**Description of the task:** Return, from the data below, each line that contains the word "type".

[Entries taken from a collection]
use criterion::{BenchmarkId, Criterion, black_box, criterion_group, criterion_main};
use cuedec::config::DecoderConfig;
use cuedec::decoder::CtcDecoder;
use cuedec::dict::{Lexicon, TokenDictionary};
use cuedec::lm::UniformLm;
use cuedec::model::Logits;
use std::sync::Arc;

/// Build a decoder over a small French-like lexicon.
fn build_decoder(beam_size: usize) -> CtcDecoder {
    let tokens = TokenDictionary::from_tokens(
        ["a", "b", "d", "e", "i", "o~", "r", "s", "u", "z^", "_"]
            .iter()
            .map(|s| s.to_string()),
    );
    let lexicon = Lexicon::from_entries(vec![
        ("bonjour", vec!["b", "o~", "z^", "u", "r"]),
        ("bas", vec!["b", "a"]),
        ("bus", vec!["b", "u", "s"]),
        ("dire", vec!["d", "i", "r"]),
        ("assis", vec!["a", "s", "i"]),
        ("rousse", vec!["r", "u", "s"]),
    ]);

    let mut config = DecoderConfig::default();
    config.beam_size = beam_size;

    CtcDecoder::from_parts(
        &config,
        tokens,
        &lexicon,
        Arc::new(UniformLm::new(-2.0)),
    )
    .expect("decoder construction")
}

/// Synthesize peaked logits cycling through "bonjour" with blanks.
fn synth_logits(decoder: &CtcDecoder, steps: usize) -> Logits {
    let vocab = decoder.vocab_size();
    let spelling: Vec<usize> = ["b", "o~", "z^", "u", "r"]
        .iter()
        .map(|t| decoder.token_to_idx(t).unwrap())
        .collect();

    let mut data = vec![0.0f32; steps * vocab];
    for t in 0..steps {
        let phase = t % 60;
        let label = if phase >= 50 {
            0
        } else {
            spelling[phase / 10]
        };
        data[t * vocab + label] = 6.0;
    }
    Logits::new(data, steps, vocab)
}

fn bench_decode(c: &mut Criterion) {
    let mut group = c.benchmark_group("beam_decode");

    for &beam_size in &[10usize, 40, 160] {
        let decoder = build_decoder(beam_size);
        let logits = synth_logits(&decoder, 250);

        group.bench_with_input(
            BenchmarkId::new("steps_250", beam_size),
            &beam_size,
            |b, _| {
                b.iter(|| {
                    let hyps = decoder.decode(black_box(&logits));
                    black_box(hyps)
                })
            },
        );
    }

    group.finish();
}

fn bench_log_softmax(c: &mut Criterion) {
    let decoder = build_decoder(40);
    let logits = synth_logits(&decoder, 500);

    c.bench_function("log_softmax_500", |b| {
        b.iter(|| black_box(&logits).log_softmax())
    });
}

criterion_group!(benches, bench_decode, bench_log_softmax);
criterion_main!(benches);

...

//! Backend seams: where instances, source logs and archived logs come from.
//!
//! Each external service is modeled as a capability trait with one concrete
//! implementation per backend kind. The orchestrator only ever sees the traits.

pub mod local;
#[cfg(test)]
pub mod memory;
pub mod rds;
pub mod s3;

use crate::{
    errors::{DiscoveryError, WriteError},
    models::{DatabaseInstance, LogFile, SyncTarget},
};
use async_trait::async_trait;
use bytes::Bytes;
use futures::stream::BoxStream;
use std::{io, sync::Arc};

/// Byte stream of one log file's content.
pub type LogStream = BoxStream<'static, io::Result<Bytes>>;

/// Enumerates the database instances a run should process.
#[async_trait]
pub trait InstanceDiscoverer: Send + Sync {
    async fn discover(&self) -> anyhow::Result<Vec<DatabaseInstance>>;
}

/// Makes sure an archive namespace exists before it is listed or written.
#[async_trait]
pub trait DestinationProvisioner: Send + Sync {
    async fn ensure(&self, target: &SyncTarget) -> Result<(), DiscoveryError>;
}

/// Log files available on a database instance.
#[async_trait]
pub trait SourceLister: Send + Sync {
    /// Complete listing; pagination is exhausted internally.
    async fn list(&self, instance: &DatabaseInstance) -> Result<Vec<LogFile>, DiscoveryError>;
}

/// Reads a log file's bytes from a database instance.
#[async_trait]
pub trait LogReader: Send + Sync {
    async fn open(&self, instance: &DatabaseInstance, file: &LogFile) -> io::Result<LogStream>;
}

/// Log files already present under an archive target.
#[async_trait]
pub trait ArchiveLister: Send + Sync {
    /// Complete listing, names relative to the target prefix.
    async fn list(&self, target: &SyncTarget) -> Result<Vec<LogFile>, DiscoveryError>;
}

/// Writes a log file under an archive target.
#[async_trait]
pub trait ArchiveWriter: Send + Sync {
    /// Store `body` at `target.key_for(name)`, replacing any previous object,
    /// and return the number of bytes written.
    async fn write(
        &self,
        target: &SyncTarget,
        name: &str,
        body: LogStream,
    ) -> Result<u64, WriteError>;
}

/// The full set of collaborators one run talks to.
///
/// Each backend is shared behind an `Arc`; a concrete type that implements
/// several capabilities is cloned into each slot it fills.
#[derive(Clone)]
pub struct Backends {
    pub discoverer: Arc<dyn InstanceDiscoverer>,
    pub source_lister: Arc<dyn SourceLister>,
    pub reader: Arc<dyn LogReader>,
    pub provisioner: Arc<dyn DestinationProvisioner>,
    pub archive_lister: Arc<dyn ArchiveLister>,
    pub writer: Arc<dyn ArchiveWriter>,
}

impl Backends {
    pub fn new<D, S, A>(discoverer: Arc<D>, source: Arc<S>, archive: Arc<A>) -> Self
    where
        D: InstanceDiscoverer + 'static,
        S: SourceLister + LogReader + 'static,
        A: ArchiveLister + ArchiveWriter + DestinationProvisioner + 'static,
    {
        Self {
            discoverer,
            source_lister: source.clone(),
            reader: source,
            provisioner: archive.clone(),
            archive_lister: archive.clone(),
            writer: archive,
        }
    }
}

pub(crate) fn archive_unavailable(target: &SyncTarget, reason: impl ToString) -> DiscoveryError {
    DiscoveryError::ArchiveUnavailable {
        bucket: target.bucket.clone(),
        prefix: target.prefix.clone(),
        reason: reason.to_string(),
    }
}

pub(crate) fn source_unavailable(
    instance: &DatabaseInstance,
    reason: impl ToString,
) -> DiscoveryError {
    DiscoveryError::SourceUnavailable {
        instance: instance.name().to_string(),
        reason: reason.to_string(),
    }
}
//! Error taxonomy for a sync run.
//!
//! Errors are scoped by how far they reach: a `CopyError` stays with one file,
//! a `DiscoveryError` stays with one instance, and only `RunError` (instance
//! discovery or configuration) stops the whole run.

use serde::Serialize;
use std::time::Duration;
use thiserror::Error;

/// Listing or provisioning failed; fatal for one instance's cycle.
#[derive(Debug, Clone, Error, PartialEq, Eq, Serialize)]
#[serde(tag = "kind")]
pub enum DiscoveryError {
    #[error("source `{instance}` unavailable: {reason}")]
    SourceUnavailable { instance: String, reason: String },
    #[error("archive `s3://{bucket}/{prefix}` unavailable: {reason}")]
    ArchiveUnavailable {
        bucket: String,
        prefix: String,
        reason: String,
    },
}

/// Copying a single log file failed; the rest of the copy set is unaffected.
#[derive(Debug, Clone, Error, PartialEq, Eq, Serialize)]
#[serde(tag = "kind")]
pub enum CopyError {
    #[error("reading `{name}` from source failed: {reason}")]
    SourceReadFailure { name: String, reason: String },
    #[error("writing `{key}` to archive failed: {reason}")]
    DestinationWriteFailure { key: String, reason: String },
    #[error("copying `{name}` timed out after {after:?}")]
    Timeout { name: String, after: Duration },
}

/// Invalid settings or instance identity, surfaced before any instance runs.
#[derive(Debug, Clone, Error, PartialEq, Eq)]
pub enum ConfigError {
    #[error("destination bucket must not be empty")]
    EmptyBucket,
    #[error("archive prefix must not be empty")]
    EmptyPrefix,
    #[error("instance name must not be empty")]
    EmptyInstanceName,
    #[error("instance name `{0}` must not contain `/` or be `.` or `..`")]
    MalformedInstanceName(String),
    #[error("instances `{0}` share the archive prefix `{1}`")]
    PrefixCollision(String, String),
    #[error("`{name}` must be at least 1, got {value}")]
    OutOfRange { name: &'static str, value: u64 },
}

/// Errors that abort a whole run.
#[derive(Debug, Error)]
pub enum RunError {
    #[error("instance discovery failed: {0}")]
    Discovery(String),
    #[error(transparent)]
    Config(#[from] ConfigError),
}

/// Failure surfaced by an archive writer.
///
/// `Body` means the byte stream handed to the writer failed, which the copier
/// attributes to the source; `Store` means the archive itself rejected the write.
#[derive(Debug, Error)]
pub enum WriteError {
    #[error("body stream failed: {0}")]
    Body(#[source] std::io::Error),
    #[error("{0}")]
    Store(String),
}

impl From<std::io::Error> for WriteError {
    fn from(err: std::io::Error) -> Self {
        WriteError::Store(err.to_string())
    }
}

**Answer area:**
pub type LogStream = BoxStream<'static, io::Result<Bytes>>;
/// Each backend is shared behind an `Arc`; a concrete type that implements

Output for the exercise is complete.